Benefits include every month starts with Monday; Pay periods are normalized; billing periods are normalized; the ridiculous and confusing spattering of celebrations all over the calender is eliminated: You want a celebration, use one of the Holidays at the end of a month or the year. That could mean that Halloween is the same day as Columbus day, or one could be on the first October Holiday (always the 29th) and one could be on the second (always the 30th.) There is a major benefit to this, and that is those people who really don’t give a flying fig about your celebration aren’t inconvenienced by it because all Holidays are standardized anyway, and you don’t have to concern yourself with what people do on them.

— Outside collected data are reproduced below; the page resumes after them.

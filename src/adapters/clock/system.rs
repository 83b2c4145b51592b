use chrono::{NaiveDate, Utc};

use crate::ports::clock::ClockPort;

/// Current UTC date from the system clock
#[derive(Clone, Copy, Debug, Default)]
pub struct SystemClock;

impl ClockPort for SystemClock {
    fn today(&self) -> NaiveDate {
        Utc::now().date_naive()
    }
}

/// Clock pinned to a single date
#[derive(Clone, Copy, Debug)]
pub struct FixedClock(pub NaiveDate);

impl ClockPort for FixedClock {
    fn today(&self) -> NaiveDate {
        self.0
    }
}
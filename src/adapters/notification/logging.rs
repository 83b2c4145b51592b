use crate::ports::notification::{EnrollmentEvent, Error, NotificationPort};

/// Notifier that records enrollment events in the service log
///
/// Stands in for the notification and marketing services when none is configured.
#[derive(Clone, Debug, Default)]
pub struct TracingNotifier;

#[async_trait::async_trait]
impl NotificationPort for TracingNotifier {
    async fn enrollment_created(&self, event: EnrollmentEvent) -> Result<(), Error> {
        tracing::info!(
            member_id = %event.member_id,
            subscription_id = %event.subscription_id,
            plan_id = %event.plan_id,
            member_created = event.member_created,
            start_date = %event.start_date,
            total = %event.total,
            currency = %event.currency,
            "enrollment created"
        );
        Ok(())
    }
}
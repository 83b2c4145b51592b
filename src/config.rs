use std::env;
use std::net::{IpAddr, SocketAddr};
use std::path::PathBuf;

/// Top-level configuration for the service
#[derive(Debug, Clone)]
pub struct AppConfig {
    pub server: ServerConfig,
    pub telemetry: TelemetryConfig,
    /// JSON seed with the plans and vouchers on sale
    pub catalog_path: Option<PathBuf>,
}

impl AppConfig {
    pub fn load() -> Result<Self, ConfigError> {
        dotenvy::dotenv().ok();

        let host = env::var("APP_HOST").unwrap_or_else(|_| "127.0.0.1".to_string());
        let port = env::var("APP_PORT")
            .unwrap_or_else(|_| "3000".to_string())
            .parse::<u16>()
            .map_err(|_| ConfigError::InvalidPort)?;

        let log_level = env::var("APP_LOG_LEVEL").unwrap_or_else(|_| "info".to_string());
        let catalog_path = env::var("APP_CATALOG_PATH")
            .ok()
            .filter(|path| !path.trim().is_empty())
            .map(PathBuf::from);

        Ok(Self {
            server: ServerConfig { host, port },
            telemetry: TelemetryConfig { log_level },
            catalog_path,
        })
    }
}

#[derive(Debug, Clone)]
pub struct ServerConfig {
    pub host: String,
    pub port: u16,
}

impl ServerConfig {
    pub fn socket_addr(&self) -> Result<SocketAddr, ConfigError> {
        if self.host.eq_ignore_ascii_case("localhost") {
            return Ok(SocketAddr::new(IpAddr::from([127, 0, 0, 1]), self.port));
        }

        let ip: IpAddr = self
            .host
            .parse()
            .map_err(|source| ConfigError::InvalidHost { source })?;

        Ok(SocketAddr::new(ip, self.port))
    }
}

#[derive(Debug, Clone)]
pub struct TelemetryConfig {
    pub log_level: String,
}

#[derive(Debug, thiserror::Error)]
pub enum ConfigError {
    #[error("APP_PORT must be a valid u16")]
    InvalidPort,
    #[error("APP_HOST must parse to an IPv4 or IPv6 address")]
    InvalidHost {
        #[source]
        source: std::net::AddrParseError,
    },
}
use chrono::{Days, Months, NaiveDate};
use rust_decimal::Decimal;
use serde::Serialize;
use uuid::Uuid;

use super::{
    fee::{round_money, TaxableFee},
    plan::{ContractTerm, ContractType, TerminationFeePolicy},
};

#[derive(Clone, Copy, Debug, PartialEq, Eq, Serialize)]
#[serde(rename_all = "SCREAMING_SNAKE_CASE")]
pub enum ContractStatus {
    PendingSignature,
    Active,
}

/// Membership contract with locked pricing
///
/// Fees are a snapshot of the plan at signing, later plan changes do not affect them.
#[derive(Clone, Debug, PartialEq, Eq)]
pub struct Contract {
    pub id: Uuid,
    pub contract_number: String,
    pub member_id: Uuid,
    pub plan_id: Uuid,
    pub subscription_id: Uuid,
    pub contract_type: ContractType,
    pub contract_term: ContractTerm,
    pub commitment_months: u32,
    pub notice_period_days: u32,
    pub start_date: NaiveDate,
    pub commitment_end_date: Option<NaiveDate>,
    pub cooling_off_days: u32,
    pub cooling_off_end_date: NaiveDate,
    pub locked_membership_fee: TaxableFee,
    pub locked_admin_fee: TaxableFee,
    pub locked_join_fee: TaxableFee,
    pub early_termination_fee: TerminationFeePolicy,
    pub status: ContractStatus,
}

/// Cancellation terms of a contract as they stand on a given date
#[derive(Clone, Debug, PartialEq, Eq, Serialize)]
#[serde(rename_all = "camelCase")]
pub struct CancellationTerms {
    pub within_cooling_off: bool,
    pub cooling_off_end_date: NaiveDate,
    pub cooling_off_days_remaining: u32,
    pub commitment_end_date: Option<NaiveDate>,
    pub commitment_months_remaining: u32,
    pub early_termination_fee: Decimal,
}

/// Terms a new contract is drawn up from
pub struct ContractDraft {
    pub member_id: Uuid,
    pub plan_id: Uuid,
    pub subscription_id: Uuid,
    pub contract_type: ContractType,
    pub contract_term: ContractTerm,
    pub commitment_months: u32,
    pub notice_period_days: u32,
    pub cooling_off_days: u32,
    pub start_date: NaiveDate,
    pub membership_fee: TaxableFee,
    pub admin_fee: TaxableFee,
    pub join_fee: TaxableFee,
    pub early_termination_fee: TerminationFeePolicy,
}

impl Contract {
    /// Build a contract pending signature
    ///
    /// The contract number is assigned by the store when the enrollment is committed.
    pub fn new(draft: ContractDraft) -> Self {
        let commitment_end_date = if draft.commitment_months > 0 {
            draft
                .start_date
                .checked_add_months(Months::new(draft.commitment_months))
        } else {
            None
        };
        let cooling_off_end_date = draft
            .start_date
            .checked_add_days(Days::new(draft.cooling_off_days.into()))
            .unwrap_or(draft.start_date);

        Self {
            id: Uuid::new_v4(),
            contract_number: String::new(),
            member_id: draft.member_id,
            plan_id: draft.plan_id,
            subscription_id: draft.subscription_id,
            contract_type: draft.contract_type,
            contract_term: draft.contract_term,
            commitment_months: draft.commitment_months,
            notice_period_days: draft.notice_period_days,
            start_date: draft.start_date,
            commitment_end_date,
            cooling_off_days: draft.cooling_off_days,
            cooling_off_end_date,
            locked_membership_fee: draft.membership_fee,
            locked_admin_fee: draft.admin_fee,
            locked_join_fee: draft.join_fee,
            early_termination_fee: draft.early_termination_fee,
            status: ContractStatus::PendingSignature,
        }
    }

    pub fn is_within_cooling_off(&self, today: NaiveDate) -> bool {
        today <= self.cooling_off_end_date
    }

    /// Days left to cancel without penalty, counting today
    pub fn cooling_off_days_remaining(&self, today: NaiveDate) -> u32 {
        if today > self.cooling_off_end_date {
            return 0;
        }
        let days = (self.cooling_off_end_date - today).num_days() + 1;
        u32::try_from(days).unwrap_or(u32::MAX)
    }

    pub fn is_within_commitment(&self, today: NaiveDate) -> bool {
        self.commitment_end_date.is_some_and(|end| today < end)
    }

    /// Whole months left before the commitment ends
    pub fn commitment_months_remaining(&self, today: NaiveDate) -> u32 {
        let Some(end) = self.commitment_end_date else {
            return 0;
        };
        let mut months = 0;
        while today
            .checked_add_months(Months::new(months + 1))
            .is_some_and(|date| date <= end)
        {
            months += 1;
        }
        months
    }

    /// Fee owed when the member terminates on `today`
    pub fn early_termination_fee(&self, today: NaiveDate) -> Decimal {
        if !self.is_within_commitment(today) {
            return round_money(Decimal::ZERO);
        }

        let remaining_value = || {
            self.locked_membership_fee.gross_amount()
                * Decimal::from(self.commitment_months_remaining(today))
        };

        let fee = match self.early_termination_fee {
            TerminationFeePolicy::None => Decimal::ZERO,
            TerminationFeePolicy::FlatFee(value) => value,
            TerminationFeePolicy::RemainingMonths => remaining_value(),
            TerminationFeePolicy::Percentage(percent) => {
                remaining_value() * percent / Decimal::ONE_HUNDRED
            }
        };
        round_money(fee)
    }

    pub fn cancellation_terms(&self, today: NaiveDate) -> CancellationTerms {
        CancellationTerms {
            within_cooling_off: self.is_within_cooling_off(today),
            cooling_off_end_date: self.cooling_off_end_date,
            cooling_off_days_remaining: self.cooling_off_days_remaining(today),
            commitment_end_date: self.commitment_end_date,
            commitment_months_remaining: self.commitment_months_remaining(today),
            early_termination_fee: self.early_termination_fee(today),
        }
    }
}

#[cfg(test)]
mod tests {
    use super::*;
    use rstest::*;
    use rust_decimal_macros::dec;
    use speculoos::prelude::*;

    fn date(y: i32, m: u32, d: u32) -> NaiveDate {
        NaiveDate::from_ymd_opt(y, m, d).unwrap()
    }

    fn contract(commitment_months: u32, early_termination_fee: TerminationFeePolicy) -> Contract {
        Contract::new(ContractDraft {
            member_id: Uuid::new_v4(),
            plan_id: Uuid::new_v4(),
            subscription_id: Uuid::new_v4(),
            contract_type: ContractType::FixedTerm,
            contract_term: ContractTerm::Annual,
            commitment_months,
            notice_period_days: 30,
            cooling_off_days: 7,
            start_date: date(2026, 1, 15),
            membership_fee: TaxableFee::new(dec!(200), "SAR", dec!(15)).unwrap(),
            admin_fee: TaxableFee::free("SAR").unwrap(),
            join_fee: TaxableFee::free("SAR").unwrap(),
            early_termination_fee,
        })
    }

    #[test]
    fn test_new_derives_dates() {
        let contract = contract(12, TerminationFeePolicy::None);

        assert_that!(contract.commitment_end_date).is_equal_to(Some(date(2027, 1, 15)));
        assert_that!(contract.cooling_off_end_date).is_equal_to(date(2026, 1, 22));
        assert_that!(contract.status).is_equal_to(ContractStatus::PendingSignature);
    }

    #[test]
    fn test_no_commitment() {
        let contract = contract(0, TerminationFeePolicy::RemainingMonths);

        assert_that!(contract.commitment_end_date).is_none();
        assert_that!(contract.is_within_commitment(date(2026, 2, 1))).is_false();
        assert_that!(contract.early_termination_fee(date(2026, 2, 1))).is_equal_to(dec!(0.00));
    }

    #[rstest]
    #[case(date(2026, 1, 15), true, 8)]
    #[case(date(2026, 1, 22), true, 1)]
    #[case(date(2026, 1, 23), false, 0)]
    fn test_cooling_off(#[case] today: NaiveDate, #[case] within: bool, #[case] remaining: u32) {
        let contract = contract(12, TerminationFeePolicy::None);

        assert_that!(contract.is_within_cooling_off(today)).is_equal_to(within);
        assert_that!(contract.cooling_off_days_remaining(today)).is_equal_to(remaining);
    }

    #[rstest]
    #[case(date(2026, 1, 15), 12)]
    #[case(date(2026, 7, 15), 6)]
    #[case(date(2026, 7, 16), 5)]
    #[case(date(2027, 1, 15), 0)]
    fn test_commitment_months_remaining(#[case] today: NaiveDate, #[case] expected: u32) {
        let contract = contract(12, TerminationFeePolicy::None);

        assert_that!(contract.commitment_months_remaining(today)).is_equal_to(expected);
    }

    #[rstest]
    #[case(TerminationFeePolicy::None, dec!(0.00))]
    #[case(TerminationFeePolicy::FlatFee(dec!(150)), dec!(150.00))]
    // 6 months left at 230 gross per month
    #[case(TerminationFeePolicy::RemainingMonths, dec!(1380.00))]
    #[case(TerminationFeePolicy::Percentage(dec!(50)), dec!(690.00))]
    fn test_early_termination_fee(
        #[case] policy: TerminationFeePolicy,
        #[case] expected: Decimal,
    ) {
        let contract = contract(12, policy);

        assert_that!(contract.early_termination_fee(date(2026, 7, 15))).is_equal_to(expected);
    }

    #[test]
    fn test_cancellation_terms() {
        let contract = contract(12, TerminationFeePolicy::FlatFee(dec!(150)));

        let terms = contract.cancellation_terms(date(2026, 1, 20));

        assert_that!(terms).is_equal_to(CancellationTerms {
            within_cooling_off: true,
            cooling_off_end_date: date(2026, 1, 22),
            cooling_off_days_remaining: 3,
            commitment_end_date: Some(date(2027, 1, 15)),
            commitment_months_remaining: 11,
            early_termination_fee: dec!(150.00),
        });
    }
}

The 12-month system is maintained for the vast majority of the year, all months are the same 30-day length (though we probably would need a new name for the spate of Holidays at the end of the year… perhaps “Remember” or “Renew.”)

For the majority of people, life and all calender related activities would be enormously simplified.

Every month:

MO TU WE TH FR SA SU
-1 -2 -3 -4 -5 -6 -7
-8 -9 10 11 12 13 14
15 16 17 18 19 20 21
22 23 24 25 26 27 28

H1 H2
29 30

End of Year (right after December H2):

H3 H4 H5 H6 H7 H8... (H8 only occurs during leap years)
-1 -2 -3 -4 -5 -6

Payday would always be the same date and day; bills would always be due the same date and day; the 11th would always be Thursday (as every date would always be the same day of the week… think of the implications… no more figuring that nonsense out!); Your birthday would always be the same day of the week; no more celebrations that wander around the calender; a vastly improved sense of what day and/or date it is, because (for example) there are only four Mondays in the month, and if you know it’s Monday, you probably know what date it is; and if you know the date, it’s always the same day anyway, so you would know the day right off (after you got used to it, of course.)

The math to calculate a date would only have to worry about H8 on leap years; and even then, the fact that one is in a leap year does not affect any day or date, and the extra day is the very last thing that happens so it cannot have a cumulative effect upon other date calculations within a year. Everything else — all days, all dates — falls out the same, every year.